Sometimes people just can’t understand another culture’s traditions. When I introduced my 30 year-old grandson to the leader of the local Santo Daime Church, he shook his head and told me, “that’s not possible. Not your grandson, your son perhaps, but not your grandson. How old are you?” I told him I was 69 and he felt validated, much too young to have a 30 year-old man as a grandson. Then he told me that I was confusing people by the way I talk (referring to people in the indigenous way). He continued, “You told my friend you were Miguel’s father. I had to tell him that it wasn’t true.” I responded that like it or not I am Miguel’s father. That’s our relationship and that’s how we talk in our tradition, we don’t say “this is my spirit son” because we don’t draw that distinction between blood and spirit. We are all related, so we create family by naming it.
When I talked with Christopher about the interchange later that night, he wanted to know why it was so hard for people to understand our relationship. I explained that he is too mature, too much of a man for me to call him “grandson”, so it doesn’t work for those people. Since Chris had made me his grandfather when his grandfather died, it made sense to both of us. But I sensed something had changed when I suggested he might be my son and he said, “that’s OK with me” (in response to my telling him he was too mature). So I asked him, “how do you want me to introduce you to people, as my grandson or as my son?” “Any way you like.” was his response. This was different, so I asked him if he wanted to change our relationship. “Are you saying you want to be introduced as my son? Do you want to be my son?” He smiled and said, “yes, I want to be your son, Dad!” and he embraced me. Then he told me that his dad is a year younger than me and that, unlike his dad, I really “get” him, our understanding of one another is more deep and intimate, like a father/son relationship should be. He feels known and seen by me for who he really is. So I said “OK. From now on you are my son.”

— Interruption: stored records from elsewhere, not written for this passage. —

use hkrag_core::types::RetrievalResult;

pub const GROUNDED_PREAMBLE: &str = "You are a helpful AI assistant specializing in Hong Kong healthcare policy.
Use the following context to answer the question. If you don't know, say so.";

pub const UNGROUNDED_PREAMBLE: &str = "You are a helpful assistant. Answer this question about Hong Kong healthcare:";

/// Chunk texts in retrieval order, separated by a blank line.
pub fn build_context(results: &[RetrievalResult]) -> String {
    results.iter().map(|r| r.text.as_str()).collect::<Vec<_>>().join("\n\n")
}

pub fn grounded_prompt(context: &str, question: &str) -> String {
    format!("{GROUNDED_PREAMBLE}\n\nContext:\n{context}\n\nQuestion: {question}\n\nAnswer:")
}

pub fn ungrounded_prompt(question: &str) -> String {
    format!("{UNGROUNDED_PREAMBLE}\n\n{question}")
}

My god daughter was listening to our interchange and she stepped up to me and said, “God father, I have never had a Grandfather and I always wanted one, can we change our relationship too?” “Yes” I said, “from now on you are my granddaughter.” She was delighted at this novel flexibility of relationships. Her husband adopted me as his father a few months ago. I am sure these changes are going to confuse a lot of people who don’t understand metaphor. But that’s life I guess.